→ **WORK TASK**: Please give back, word for word, only the lines starting at the one containing "pub enum LoadError" and ending at the one containing "String, host: String" within the material below.

→ **THE DATA**:

*****

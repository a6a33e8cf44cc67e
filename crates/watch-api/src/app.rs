use axum::routing::get;
use axum::Router;
use tower_http::cors::CorsLayer;
use tower_http::services::ServeDir;
use tower_http::trace::TraceLayer;
use watch_core::config::THUMBNAIL_ROUTE;

use crate::metrics::metrics_handler;
use crate::routes;
use crate::state::AppState;

pub fn build_app(state: AppState) -> Router {
    let api_v1 = routes::router();
    let thumbnails = ServeDir::new(&state.thumbnail_dir);

    Router::new()
        .nest("/api/v1", api_v1)
        .nest_service(THUMBNAIL_ROUTE, thumbnails)
        .route("/metrics", get(metrics_handler))
        .route("/health", get(health))
        .layer(TraceLayer::new_for_http())
        .layer(CorsLayer::permissive())
        .with_state(state)
}

async fn health() -> &'static str {
    "ok"
}
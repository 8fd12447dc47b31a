//! Declarative macro for exporting an extension from a `cdylib`.

/// Export one or more extension constructors from an extension library.
///
/// Emits the descriptor static the host looks for, plus the registration
/// function that instantiates each listed constructor. Use it once per
/// library, at crate root.
///
/// # Example
///
/// ```rust
/// use caseflow_extension_sdk::prelude::*;
///
/// #[derive(Default)]
/// struct HelloExtension;
///
/// impl Extension for HelloExtension {
///     fn name(&self) -> &str {
///         "hello"
///     }
///
///     fn version(&self) -> &str {
///         "1.0.0"
///     }
///
///     fn command(&self) -> CommandNode {
///         CommandNode::leaf("hello", |_| Ok(()))
///     }
/// }
///
/// declare_extension!(HelloExtension::default);
/// ```
///
/// A host version requirement can be declared up front:
///
/// ```rust,ignore
/// declare_extension!(host: "^0.4", HelloExtension::default);
/// ```
///
/// Listing several constructors registers several instances; the host
/// keeps the first and warns about the rest, so a library should normally
/// export exactly one.
#[macro_export]
macro_rules! declare_extension {
    ($($constructor:expr),+ $(,)?) => {
        $crate::declare_extension!(host: "*", $($constructor),+);
    };
    (host: $requirement:expr, $($constructor:expr),+ $(,)?) => {
        #[doc(hidden)]
        #[no_mangle]
        pub static caseflow_extension_descriptor: $crate::ExtensionDescriptor =
            $crate::ExtensionDescriptor {
                abi_version: $crate::CASEFLOW_EXT_ABI_VERSION,
                host_requirement: concat!($requirement, "\0").as_ptr(),
                host_requirement_len: concat!($requirement, "\0").len() - 1,
                register: __caseflow_extension_register,
            };

        #[doc(hidden)]
        unsafe extern "C" fn __caseflow_extension_register(
            registrar: *mut $crate::ExtensionRegistrar,
        ) {
            // SAFETY: the host passes a valid, exclusive registrar pointer
            // for the duration of this call.
            let registrar = unsafe { &mut *registrar };
            $(
                registrar.register(Box::new(($constructor)()));
            )+
        }
    };
}
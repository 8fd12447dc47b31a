//! Error taxonomy for extension loading and command registration.

use std::path::PathBuf;

use caseflow_extension_sdk::CommandError;

/// Why an extension artifact could not be turned into a live instance.
///
/// Variants carry pre-formatted reasons rather than source errors so a load
/// outcome can be both recorded in the failed set and returned to the
/// caller.
#[derive(Debug, Clone, thiserror::Error)]
pub enum LoadError {
    /// No artifact with the requested identity exists in the extensions
    /// directory.
    #[error("no extension artifact named '{identity}' in {}", dir.display())]
    ArtifactMissing { identity: String, dir: PathBuf },

    /// The artifact exists but could not be loaded as a library.
    #[error("failed to load extension library {}: {reason}", path.display())]
    Open { path: PathBuf, reason: String },

    /// The library does not export the caseflow descriptor symbol.
    #[error("{} is not a caseflow extension: {reason}", path.display())]
    MissingDescriptor { path: PathBuf, reason: String },

    /// The artifact was built against an incompatible extension ABI.
    #[error("extension ABI version mismatch: host supports {expected}, artifact declares {found}")]
    AbiMismatch { expected: u32, found: u32 },

    /// The artifact requires a host version this binary does not satisfy.
    #[error("extension requires host version {requirement}, but this host is {host}")]
    HostVersion { requirement: String, host: String },

    /// The artifact registered no extension implementation.
    #[error("no extension implementation registered by {}", path.display())]
    NoExtensions { path: PathBuf },

    /// The artifact is not something this loader can instantiate.
    #[error("invalid extension artifact {}: {reason}", path.display())]
    InvalidArtifact { path: PathBuf, reason: String },

    /// The instance was constructed but its `initialize` hook failed.
    #[error("extension '{identity}' initialization failed: {reason}")]
    Initialization { identity: String, reason: String },

    /// Native extensions are not supported on this platform.
    #[error("unsupported platform for native extensions")]
    UnsupportedPlatform,
}

/// Why a loaded extension's command contribution was rejected.
#[derive(Debug, Clone, thiserror::Error)]
pub enum RegistrationError {
    /// The contributed command tree is structurally invalid.
    #[error("extension '{identity}' contributed an invalid command: {source}")]
    InvalidCommand {
        identity: String,
        #[source]
        source: CommandError,
    },
}

#[cfg(test)]
mod tests {
    use super::*;

    #[test]
    fn test_load_error_messages_name_the_artifact() {
        let err = LoadError::ArtifactMissing {
            identity: "alpha".to_string(),
            dir: PathBuf::from("/tmp/ext"),
        };
        let msg = err.to_string();
        assert!(msg.contains("alpha"));
        assert!(msg.contains("/tmp/ext"));
    }

    #[test]
    fn test_load_error_is_cloneable() {
        let err = LoadError::AbiMismatch {
            expected: 1,
            found: 2,
        };
        let copy = err.clone();
        assert_eq!(err.to_string(), copy.to_string());
    }
}
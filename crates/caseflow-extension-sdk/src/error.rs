//! Error type shared by extension implementations.

/// Result alias for extension code.
pub type ExtensionResult<T> = std::result::Result<T, ExtensionError>;

/// Errors an extension may surface to the host.
///
/// Lifecycle hooks (`initialize`/`cleanup`) and command actions all return
/// this type; the host decides how each call site reacts.
#[derive(Debug, thiserror::Error)]
pub enum ExtensionError {
    /// Initialization failed; the host will refuse to load the extension.
    #[error("initialization failed: {0}")]
    Initialization(String),

    /// Cleanup failed; the host logs this and continues unloading.
    #[error("cleanup failed: {0}")]
    Cleanup(String),

    /// A command was invoked with arguments it cannot interpret.
    #[error("invalid arguments: {0}")]
    InvalidArguments(String),

    /// A command started but could not finish.
    #[error("execution failed: {0}")]
    Execution(String),

    /// IO error.
    #[error("IO error: {0}")]
    Io(#[from] std::io::Error),

    /// JSON error.
    #[error("JSON error: {0}")]
    Json(#[from] serde_json::Error),

    /// Generic error with message.
    #[error("{0}")]
    Other(String),
}

impl From<String> for ExtensionError {
    fn from(msg: String) -> Self {
        Self::Other(msg)
    }
}

impl From<&str> for ExtensionError {
    fn from(msg: &str) -> Self {
        Self::Other(msg.to_string())
    }
}

#[cfg(test)]
mod tests {
    use super::*;

    #[test]
    fn test_from_message() {
        let err = ExtensionError::from("something went wrong");
        assert_eq!(err.to_string(), "something went wrong");

        let err: ExtensionError = String::from("also wrong").into();
        assert!(matches!(err, ExtensionError::Other(_)));
    }

    #[test]
    fn test_display() {
        let err = ExtensionError::Initialization("missing config".to_string());
        assert_eq!(err.to_string(), "initialization failed: missing config");
    }
}
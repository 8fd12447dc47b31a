//! Reconciles extension command contributions with the host registry.

use caseflow_extension_sdk::Extension;
use serde::Serialize;

use super::error::RegistrationError;
use crate::command::{CommandRegistry, RegisteredCommand};

/// A command name collision: the extension's contribution was not
/// registered because the name was already taken.
#[derive(Debug, Clone, PartialEq, Eq, Serialize)]
pub struct CommandConflict {
    /// Identity of the extension whose contribution was rejected.
    pub extension: String,
    /// Version that extension reported.
    pub version: String,
    /// The contested command name.
    pub command: String,
}

/// Outcome of one registration pass.
#[derive(Debug, Default)]
pub struct Resolution {
    /// Command names added to the registry by this pass.
    pub registered: Vec<String>,
    /// Collisions recorded by this pass.
    pub conflicts: Vec<CommandConflict>,
    /// Contributions rejected as structurally invalid.
    pub errors: Vec<RegistrationError>,
}

/// Register each extension's contribution against the host registry.
///
/// Extensions are processed in the iteration order given (the manager
/// passes load order), so the first claim on a name wins and built-ins —
/// registered before any extension — always win. Existing entries are
/// never replaced.
///
/// Re-running a pass against the same registry is idempotent: a collision
/// with an entry this same extension (identity and version) registered
/// earlier is skipped silently rather than recorded, so dry runs against a
/// disposable registry and repeated passes against the live one report the
/// same conflicts.
///
/// An invalid contribution is recorded in the resolution's error list and
/// does not stop the remaining extensions from registering.
pub fn resolve<'a, I>(extensions: I, registry: &mut CommandRegistry) -> Resolution
where
    I: IntoIterator<Item = (&'a str, &'a dyn Extension)>,
{
    let mut resolution = Resolution::default();

    for (identity, extension) in extensions {
        let node = extension.command();
        if let Err(source) = node.validate() {
            tracing::error!(
                "rejecting command contribution from extension '{}': {}",
                identity,
                source
            );
            resolution.errors.push(RegistrationError::InvalidCommand {
                identity: identity.to_string(),
                source,
            });
            continue;
        }

        let command = node.name().to_string();
        let version = extension.version().to_string();

        if let Some(existing) = registry.get(&command) {
            if let RegisteredCommand::Extension {
                identity: owner,
                version: owner_version,
                ..
            } = existing
            {
                if owner == identity && *owner_version == version {
                    // Our own earlier registration; a repeated pass is not
                    // a conflict.
                    continue;
                }
            }
            resolution.conflicts.push(CommandConflict {
                extension: identity.to_string(),
                version,
                command,
            });
            continue;
        }

        registry.add_extension(node, identity, &version);
        tracing::info!(
            "registered command '{}' from extension '{}'",
            command,
            identity
        );
        resolution.registered.push(command);
    }

    resolution
}

#[cfg(test)]
mod tests {
    use super::*;
    use caseflow_extension_sdk::CommandNode;

    struct FixedExtension {
        name: &'static str,
        version: &'static str,
        command: &'static str,
    }

    impl Extension for FixedExtension {
        fn name(&self) -> &str {
            self.name
        }

        fn version(&self) -> &str {
            self.version
        }

        fn command(&self) -> CommandNode {
            CommandNode::leaf(self.command, |_| Ok(()))
        }
    }

    fn ext(name: &'static str, command: &'static str) -> FixedExtension {
        FixedExtension {
            name,
            version: "1.0.0",
            command,
        }
    }

    #[test]
    fn test_builtin_wins_collision() {
        let mut registry = CommandRegistry::with_builtins(["case"]);
        let a = ext("a", "case");
        let b = ext("b", "case");

        let resolution = resolve(
            [("a", &a as &dyn Extension), ("b", &b as &dyn Extension)],
            &mut registry,
        );

        assert_eq!(resolution.conflicts.len(), 2);
        assert!(resolution.registered.is_empty());
        assert!(registry.get("case").unwrap().is_builtin());
    }

    #[test]
    fn test_first_extension_wins_collision() {
        let mut registry = CommandRegistry::new();
        let a = ext("a", "sync");
        let b = ext("b", "sync");

        let resolution = resolve(
            [("a", &a as &dyn Extension), ("b", &b as &dyn Extension)],
            &mut registry,
        );

        assert_eq!(resolution.registered, vec!["sync"]);
        assert_eq!(resolution.conflicts.len(), 1);
        assert_eq!(resolution.conflicts[0].extension, "b");

        match registry.get("sync").unwrap() {
            RegisteredCommand::Extension { identity, .. } => assert_eq!(identity, "a"),
            RegisteredCommand::Builtin => panic!("expected extension entry"),
        }
    }

    #[test]
    fn test_repeated_pass_is_idempotent() {
        let mut registry = CommandRegistry::with_builtins(["case"]);
        let a = ext("a", "alpha");

        let first = resolve([("a", &a as &dyn Extension)], &mut registry);
        assert_eq!(first.registered, vec!["alpha"]);
        assert!(first.conflicts.is_empty());

        let second = resolve([("a", &a as &dyn Extension)], &mut registry);
        assert!(second.registered.is_empty());
        assert!(second.conflicts.is_empty());
        assert_eq!(registry.len(), 2);
    }

    #[test]
    fn test_invalid_contribution_does_not_stop_batch() {
        let mut registry = CommandRegistry::new();
        let bad = ext("bad", "two words");
        let good = ext("good", "alpha");

        let resolution = resolve(
            [
                ("bad", &bad as &dyn Extension),
                ("good", &good as &dyn Extension),
            ],
            &mut registry,
        );

        assert_eq!(resolution.errors.len(), 1);
        assert_eq!(resolution.registered, vec!["alpha"]);
        assert!(registry.contains("alpha"));
        assert!(!registry.contains("two words"));
    }
}
//! Core library for the caseflow CLI.
//!
//! This crate hosts the extension subsystem — discovery, dynamic loading,
//! lifecycle and command-conflict resolution — and the host command
//! registry extensions register into. The CLI binary and any embedding
//! host build on these pieces; the remote-platform client commands
//! themselves live with the host, not here.

pub mod command;
pub mod extension;

pub use command::{CommandRegistry, RegisteredCommand};
pub use extension::{
    CommandConflict, ExtensionInfo, ExtensionManager, LoadError, RegistrationError, Resolution,
};
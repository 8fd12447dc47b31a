//! Extension subsystem for the caseflow CLI.
//!
//! Extensions are dynamically loaded modules that contribute commands to
//! the host CLI. The subsystem discovers artifacts in the extensions
//! directory, loads them through a pluggable loader strategy, tracks
//! loaded/failed state, and reconciles contributed command names against
//! the host's command registry.
//!
//! # Architecture
//!
//! ```text
//! ┌─────────────────────────────────────────────────────┐
//! │                  ExtensionManager                    │
//! │  - discovery, load/unload/reload lifecycle           │
//! │  - loaded / failed / conflict state                  │
//! └─────────────────────────────────────────────────────┘
//!            │                            │
//!            ▼                            ▼
//! ┌─────────────────────┐      ┌─────────────────────────┐
//! │   ExtensionLoader   │      │   resolver::resolve     │
//! │ Native (libloading) │      │ contributions vs. host  │
//! │ Static (build time) │      │ CommandRegistry         │
//! └─────────────────────┘      └─────────────────────────┘
//! ```
//!
//! # Usage
//!
//! ```rust,no_run
//! use caseflow_core::command::CommandRegistry;
//! use caseflow_core::extension::{ExtensionManager, default_extensions_dir};
//!
//! let mut manager = ExtensionManager::new(default_extensions_dir());
//! // Startup path: a bad extension must never take the host down.
//! let _ = manager.load_all(true);
//!
//! let mut registry = CommandRegistry::with_builtins(["case", "pack"]);
//! let resolution = manager.register_commands(&mut registry);
//! for conflict in &resolution.conflicts {
//!     eprintln!("conflict: {}", conflict.command);
//! }
//! ```

pub mod error;
pub mod loader;
pub mod manager;
pub mod resolver;

pub use error::{LoadError, RegistrationError};
pub use loader::{
    ExtensionFactory, ExtensionLoader, LoadedExtension, NativeExtensionLoader,
    StaticExtensionLoader,
};
pub use manager::{ExtensionInfo, ExtensionManager, default_extensions_dir};
pub use resolver::{CommandConflict, Resolution};
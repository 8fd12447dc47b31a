//! Caseflow Extension SDK
//!
//! This SDK provides the types and macros for building caseflow CLI
//! extensions: dynamic libraries the host discovers in its extensions
//! directory and loads at startup, each contributing one command (or
//! command group) to the CLI.
//!
//! # Quick Start
//!
//! ```rust
//! use caseflow_extension_sdk::prelude::*;
//!
//! #[derive(Default)]
//! struct GreeterExtension;
//!
//! impl Extension for GreeterExtension {
//!     fn name(&self) -> &str {
//!         "greeter"
//!     }
//!
//!     fn version(&self) -> &str {
//!         "1.0.0"
//!     }
//!
//!     fn description(&self) -> Option<&str> {
//!         Some("Greets people from the command line")
//!     }
//!
//!     fn command(&self) -> CommandNode {
//!         CommandNode::leaf("greet", |ctx| {
//!             let name = ctx.value_of("--name").unwrap_or("world");
//!             println!("Hello, {name}!");
//!             Ok(())
//!         })
//!         .with_about("Say hello")
//!     }
//! }
//!
//! declare_extension!(GreeterExtension::default);
//! ```
//!
//! Build the crate as a `cdylib` and drop the resulting library into
//! `~/.caseflow/extensions`.

pub mod command;
pub mod descriptor;
pub mod error;
#[macro_use]
pub mod macros;
pub mod types;

pub use command::{CommandAction, CommandContext, CommandError, CommandKind, CommandNode};
pub use descriptor::{
    CASEFLOW_EXT_ABI_VERSION, DESCRIPTOR_SYMBOL, ExtensionDescriptor, ExtensionRegistrar,
    RegisterFn,
};
pub use error::{ExtensionError, ExtensionResult};
pub use types::Extension;

/// Prelude module with common imports.
pub mod prelude {
    pub use crate::command::{CommandContext, CommandError, CommandKind, CommandNode};
    pub use crate::declare_extension;
    pub use crate::descriptor::{ExtensionDescriptor, ExtensionRegistrar};
    pub use crate::error::{ExtensionError, ExtensionResult};
    pub use crate::types::Extension;
}
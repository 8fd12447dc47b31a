//! Integration tests for the SDK surface an extension author sees.

use std::sync::Arc;
use std::sync::atomic::{AtomicUsize, Ordering};

use caseflow_extension_sdk::prelude::*;

struct RecorderExtension {
    calls: Arc<AtomicUsize>,
    initialized: bool,
}

impl RecorderExtension {
    fn new(calls: Arc<AtomicUsize>) -> Self {
        Self {
            calls,
            initialized: false,
        }
    }
}

impl Extension for RecorderExtension {
    fn name(&self) -> &str {
        "recorder"
    }

    fn version(&self) -> &str {
        "2.1.0"
    }

    fn description(&self) -> Option<&str> {
        Some("Counts how often its command runs")
    }

    fn command(&self) -> CommandNode {
        let calls = self.calls.clone();
        CommandNode::group("recorder")
            .with_about("Recording commands")
            .with_child(CommandNode::leaf("bump", move |_| {
                calls.fetch_add(1, Ordering::SeqCst);
                Ok(())
            }))
            .with_child(CommandNode::leaf("fail", |_| {
                Err(ExtensionError::Execution("always fails".into()))
            }))
    }

    fn initialize(&mut self) -> Result<(), ExtensionError> {
        self.initialized = true;
        Ok(())
    }
}

#[test]
fn test_contribution_tree_is_runnable() {
    let calls = Arc::new(AtomicUsize::new(0));
    let mut ext = RecorderExtension::new(calls.clone());
    ext.initialize().unwrap();
    assert!(ext.initialized);

    let node = ext.command();
    assert!(node.is_group());
    assert!(node.validate().is_ok());

    let bump = node.child("bump").unwrap();
    bump.run(&CommandContext::default()).unwrap();
    bump.run(&CommandContext::default()).unwrap();
    assert_eq!(calls.load(Ordering::SeqCst), 2);

    let fail = node.child("fail").unwrap();
    assert!(fail.run(&CommandContext::default()).is_err());
}

#[test]
fn test_contribution_survives_instance_state() {
    // The command tree is rebuilt on every call; each tree must work.
    let calls = Arc::new(AtomicUsize::new(0));
    let ext = RecorderExtension::new(calls.clone());

    let first = ext.command();
    let second = ext.command();
    first
        .child("bump")
        .unwrap()
        .run(&CommandContext::default())
        .unwrap();
    second
        .child("bump")
        .unwrap()
        .run(&CommandContext::default())
        .unwrap();
    assert_eq!(calls.load(Ordering::SeqCst), 2);
}

#[test]
fn test_registrar_round_trip() {
    let calls = Arc::new(AtomicUsize::new(0));
    let mut registrar = ExtensionRegistrar::new();
    registrar.register(Box::new(RecorderExtension::new(calls)));

    let extensions = registrar.into_extensions();
    assert_eq!(extensions.len(), 1);
    assert_eq!(extensions[0].name(), "recorder");
    assert_eq!(extensions[0].version(), "2.1.0");
}
//! The extension trait every caseflow extension implements.

use crate::command::CommandNode;
use crate::error::ExtensionError;

/// Trait implemented by every caseflow extension.
///
/// An extension contributes one command (or command group) to the host CLI
/// and may hold state across its lifecycle: the host constructs the
/// instance, calls [`initialize`](Extension::initialize) exactly once, and
/// calls [`cleanup`](Extension::cleanup) exactly once when the extension is
/// unloaded.
///
/// The `name` reported here is the extension's display name and may differ
/// from its identity (the artifact file stem) under which the host tracks
/// it.
pub trait Extension: Send + Sync {
    /// Display name of the extension.
    fn name(&self) -> &str;

    /// Extension version (semver string).
    fn version(&self) -> &str;

    /// Optional one-line description.
    fn description(&self) -> Option<&str> {
        None
    }

    /// The command contribution.
    ///
    /// Called by the host during command registration; the top-level name
    /// of the returned node is the one checked for conflicts.
    fn command(&self) -> CommandNode;

    /// Called once, immediately after the instance is constructed.
    ///
    /// An error here aborts the load; the instance is dropped and never
    /// becomes visible to the host.
    fn initialize(&mut self) -> Result<(), ExtensionError> {
        Ok(())
    }

    /// Called once when the extension is unloaded.
    ///
    /// Errors are logged by the host, never propagated.
    fn cleanup(&mut self) -> Result<(), ExtensionError> {
        Ok(())
    }
}

impl std::fmt::Debug for dyn Extension + '_ {
    fn fmt(&self, f: &mut std::fmt::Formatter<'_>) -> std::fmt::Result {
        f.debug_struct("Extension")
            .field("name", &self.name())
            .field("version", &self.version())
            .finish()
    }
}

*****

→ **WRITTEN REPLY**:
pub enum LoadError {
    /// No artifact with the requested identity exists in the extensions
    /// directory.
    #[error("no extension artifact named '{identity}' in {}", dir.display())]
    ArtifactMissing { identity: String, dir: PathBuf },

    /// The artifact exists but could not be loaded as a library.
    #[error("failed to load extension library {}: {reason}", path.display())]
    Open { path: PathBuf, reason: String },

    /// The library does not export the caseflow descriptor symbol.
    #[error("{} is not a caseflow extension: {reason}", path.display())]
    MissingDescriptor { path: PathBuf, reason: String },

    /// The artifact was built against an incompatible extension ABI.
    #[error("extension ABI version mismatch: host supports {expected}, artifact declares {found}")]
    AbiMismatch { expected: u32, found: u32 },

    /// The artifact requires a host version this binary does not satisfy.
    #[error("extension requires host version {requirement}, but this host is {host}")]
    HostVersion { requirement: String, host: String },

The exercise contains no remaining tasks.